— Work request —
Whenever a line below holds the word "options", count it; then give the total and nothing else.

Saved data entries:

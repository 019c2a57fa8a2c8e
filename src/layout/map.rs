//! Map backend seam.
//!
//! Rendering belongs to an external mapping library. The host only needs
//! to set the view, register shell controls and layers, and lock gestures.

use crate::config::ViewConfig;
use crate::core::Properties;
use crate::layout::stage::ShellId;
use parking_lot::RwLock;
use serde::{Deserialize, Serialize};
use serde_json::Value;
use std::collections::HashMap;

/// How a layer appears in the layer switcher.
#[derive(Clone, Copy, Debug, PartialEq, Eq, Hash, Serialize, Deserialize)]
#[serde(rename_all = "lowercase")]
pub enum LayerKind {
    /// Mutually exclusive base layer
    Base,
    /// Toggleable overlay
    Overlay,
}

/// A layer handed to the mapping library.
#[derive(Clone, Debug, PartialEq, Serialize, Deserialize)]
pub struct MapLayer {
    /// Layer ID
    pub id: String,
    /// Library-specific layer description
    pub source: Value,
}

impl MapLayer {
    /// Create a layer.
    pub fn new(id: &str, source: Value) -> Self {
        Self {
            id: id.to_string(),
            source,
        }
    }
}

/// Operations the host and plugins perform on the map.
pub trait MapBackend: Send + Sync {
    /// Apply the initial view and rendering hint.
    fn configure(&self, view: &ViewConfig, prefer_canvas: bool);

    /// Register a shell as a floating control over the map.
    fn add_control(&self, shell: ShellId, options: &Properties);

    /// Add a layer to the map and the layer switcher.
    fn add_layer(&self, layer: MapLayer, name: &str, kind: LayerKind, active: bool);

    /// Remove a layer by ID.
    fn remove_layer(&self, layer_id: &str);

    /// Enable or disable drag, zoom and double-click gestures.
    fn set_gestures_enabled(&self, enabled: bool);
}

/// A registered layer in [`HeadlessMap`].
#[derive(Clone, Debug, PartialEq)]
pub struct LayerEntry {
    pub layer: MapLayer,
    pub name: String,
    pub kind: LayerKind,
    pub active: bool,
}

#[derive(Debug)]
struct HeadlessState {
    view: Option<ViewConfig>,
    prefer_canvas: bool,
    controls: Vec<(ShellId, Properties)>,
    layers: HashMap<String, LayerEntry>,
    gestures_enabled: bool,
}

/// Map backend without a renderer.
///
/// Keeps everything the host asked for, for inspection and dry runs.
#[derive(Debug)]
pub struct HeadlessMap {
    state: RwLock<HeadlessState>,
}

impl HeadlessMap {
    /// Create an unconfigured map.
    pub fn new() -> Self {
        Self {
            state: RwLock::new(HeadlessState {
                view: None,
                prefer_canvas: false,
                controls: Vec::new(),
                layers: HashMap::new(),
                gestures_enabled: true,
            }),
        }
    }

    /// Applied view.
    pub fn view(&self) -> Option<ViewConfig> {
        self.state.read().view.clone()
    }

    /// Applied rendering hint.
    pub fn prefers_canvas(&self) -> bool {
        self.state.read().prefer_canvas
    }

    /// Registered controls in registration order.
    pub fn controls(&self) -> Vec<ShellId> {
        self.state.read().controls.iter().map(|(id, _)| *id).collect()
    }

    /// Layer by ID.
    pub fn layer(&self, layer_id: &str) -> Option<LayerEntry> {
        self.state.read().layers.get(layer_id).cloned()
    }

    /// Number of layers.
    pub fn layer_count(&self) -> usize {
        self.state.read().layers.len()
    }

    /// Whether gestures are enabled.
    pub fn gestures_enabled(&self) -> bool {
        self.state.read().gestures_enabled
    }
}

impl Default for HeadlessMap {
    fn default() -> Self {
        Self::new()
    }
}

impl MapBackend for HeadlessMap {
    fn configure(&self, view: &ViewConfig, prefer_canvas: bool) {
        let mut state = self.state.write();
        state.view = Some(view.clone());
        state.prefer_canvas = prefer_canvas;
    }

    fn add_control(&self, shell: ShellId, options: &Properties) {
        self.state.write().controls.push((shell, options.clone()));
    }

    fn add_layer(&self, layer: MapLayer, name: &str, kind: LayerKind, active: bool) {
        let entry = LayerEntry {
            layer: layer.clone(),
            name: name.to_string(),
            kind,
            active,
        };
        self.state.write().layers.insert(layer.id, entry);
    }

    fn remove_layer(&self, layer_id: &str) {
        self.state.write().layers.remove(layer_id);
    }

    fn set_gestures_enabled(&self, enabled: bool) {
        self.state.write().gestures_enabled = enabled;
    }
}
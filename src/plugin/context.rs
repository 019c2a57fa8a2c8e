//! Capability facade.
//!
//! Every plugin receives its own [`PluginContext`] at construction. The
//! context reaches host subsystems directly and never the host itself.
//! Subsystems that hold plugins (the bus and the directory) are referenced
//! weakly, so a plugin keeping its context does not keep the host alive.

use crate::core::{InstanceId, Properties, SharedStates};
use crate::data::ProviderDirectory;
use crate::layout::map::{LayerKind, MapBackend, MapLayer};
use crate::presenter::LargePresenter;
use crate::state::{LoadingAggregator, LoadingToken, SharedStateBus};
use serde_json::Value;
use std::path::{Path, PathBuf};
use std::sync::{Arc, Weak};
use url::Url;

/// Property key under which the configuration base URL is exposed.
pub const CONFIG_BASE_URL_KEY: &str = "configBaseUrl";

/// Property key under which the granted root directory is exposed.
pub const ROOT_DIRECTORY_KEY: &str = "rootDirectoryHandle";

/// Capability facade injected into a plugin.
#[derive(Clone)]
pub struct PluginContext {
    instance_id: InstanceId,
    loading: Arc<LoadingAggregator>,
    presenter: Arc<LargePresenter>,
    bus: Weak<SharedStateBus>,
    directory: Weak<ProviderDirectory>,
    map: Arc<dyn MapBackend>,
    root_directory: Option<PathBuf>,
    config_base_url: Url,
    /// Facade values overlaid with definition properties
    properties: Properties,
}

/// Host subsystems a context is built from.
pub struct ContextParts {
    pub loading: Arc<LoadingAggregator>,
    pub presenter: Arc<LargePresenter>,
    pub bus: Weak<SharedStateBus>,
    pub directory: Weak<ProviderDirectory>,
    pub map: Arc<dyn MapBackend>,
    pub root_directory: Option<PathBuf>,
    pub config_base_url: Url,
}

impl PluginContext {
    /// Build the facade for one instance.
    ///
    /// Definition properties win over facade values on key collision.
    pub fn new(instance_id: InstanceId, parts: ContextParts, definition_props: &Properties) -> Self {
        let mut properties = Properties::new();
        properties.insert(
            CONFIG_BASE_URL_KEY.to_string(),
            Value::String(parts.config_base_url.to_string()),
        );
        if let Some(root) = &parts.root_directory {
            properties.insert(
                ROOT_DIRECTORY_KEY.to_string(),
                Value::String(root.display().to_string()),
            );
        }
        for (key, value) in definition_props {
            properties.insert(key.clone(), value.clone());
        }

        Self {
            instance_id,
            loading: parts.loading,
            presenter: parts.presenter,
            bus: parts.bus,
            directory: parts.directory,
            map: parts.map,
            root_directory: parts.root_directory,
            config_base_url: parts.config_base_url,
            properties,
        }
    }

    /// Identifier of the plugin instance this context belongs to.
    pub fn instance_id(&self) -> InstanceId {
        self.instance_id
    }

    /// Mark an operation as in flight.
    pub fn notify_loading(&self) -> LoadingToken {
        self.loading.begin()
    }

    /// Whether this plugin is currently enlarged.
    pub fn is_in_large_presenter(&self) -> bool {
        self.presenter.is_presenting(self.instance_id)
    }

    /// Current shared states.
    pub fn shared_states(&self) -> SharedStates {
        self.bus
            .upgrade()
            .map(|bus| bus.current())
            .unwrap_or_default()
    }

    /// Replace the shared states for every plugin.
    pub fn update_shared_states(&self, states: Properties) {
        if let Some(bus) = self.bus.upgrade() {
            bus.publish(states);
        }
    }

    /// Map handle.
    pub fn map(&self) -> &Arc<dyn MapBackend> {
        &self.map
    }

    /// Add a layer to the map and the layer switcher.
    pub fn add_map_layer(&self, layer: MapLayer, name: &str, kind: LayerKind, active: bool) {
        self.map.add_layer(layer, name, kind, active);
    }

    /// Remove a layer from the map.
    pub fn remove_map_layer(&self, layer_id: &str) {
        self.map.remove_layer(layer_id);
    }

    /// Whether a data provider answers for `identifier`.
    pub fn has_data_provider(&self, identifier: &str) -> bool {
        self.directory
            .upgrade()
            .map(|directory| directory.has_provider(identifier))
            .unwrap_or(false)
    }

    /// Query a data source addressed as `identifier:rest`.
    pub async fn query_data(&self, data_source: &str, payload: &Value) -> Option<Value> {
        let directory = self.directory.upgrade()?;
        directory.query(data_source, payload).await
    }

    /// Granted root directory, if local file access was requested.
    pub fn root_directory(&self) -> Option<&Path> {
        self.root_directory.as_deref()
    }

    /// Base URL of the configuration.
    pub fn config_base_url(&self) -> &Url {
        &self.config_base_url
    }

    /// Raw property.
    pub fn property(&self, key: &str) -> Option<&Value> {
        self.properties.get(key)
    }

    /// Typed property.
    pub fn get_property<T: serde::de::DeserializeOwned>(&self, key: &str) -> Option<T> {
        self.properties
            .get(key)
            .and_then(|v| serde_json::from_value(v.clone()).ok())
    }

    /// All properties.
    pub fn properties(&self) -> &Properties {
        &self.properties
    }
}

impl std::fmt::Debug for PluginContext {
    fn fmt(&self, f: &mut std::fmt::Formatter<'_>) -> std::fmt::Result {
        f.debug_struct("PluginContext")
            .field("instance_id", &self.instance_id)
            .field("config_base_url", &self.config_base_url.as_str())
            .field("root_directory", &self.root_directory)
            .field("properties", &self.properties)
            .finish()
    }
}
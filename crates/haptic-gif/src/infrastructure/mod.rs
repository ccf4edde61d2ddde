//! Infrastructure layer for haptic-gif.
//!
//! File reading and GIF encoding. The `image` crate only appears here.

pub mod gif_writer;

pub use gif_writer::{convert_file, load_pattern, write_gif, ConvertError};
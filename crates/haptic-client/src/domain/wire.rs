//! JSON payload shapes of the backend API.
//!
//! Pattern bodies are carried as raw [`serde_json::Value`]: the client
//! forwards whatever the pattern author wrote, it does not re-shape or
//! validate user JSON. Field names here are the wire contract — renaming one
//! breaks the backend.

use serde::{Deserialize, Serialize};

/// One pattern to register, named after its source file.
#[derive(Debug, Clone, PartialEq, Serialize, Deserialize)]
pub struct NamedPattern {
    pub pattern_name: String,
    pub pattern: serde_json::Value,
}

/// Body of the registration POST (to the backend base URL).
#[derive(Debug, Clone, PartialEq, Serialize, Deserialize)]
pub struct RegisterPacket {
    pub patterns: Vec<NamedPattern>,
}

/// Body of `POST /devices/pattern`: play a registered pattern by name.
#[derive(Debug, Clone, PartialEq, Serialize, Deserialize)]
pub struct PatternRequest {
    pub pattern_name: String,
    /// Skip the device queue and play immediately.
    pub force_now: bool,
}

/// Body of `POST /devices/encoding`: play an ad-hoc encoding string.
#[derive(Debug, Clone, PartialEq, Serialize, Deserialize)]
pub struct EncodingRequest {
    pub encoding: EncodingBody,
}

#[derive(Debug, Clone, PartialEq, Serialize, Deserialize)]
pub struct EncodingBody {
    pub pattern: String,
    pub force_now: bool,
}

// ── Tests ─────────────────────────────────────────────────────────────────────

— Output of the task —
3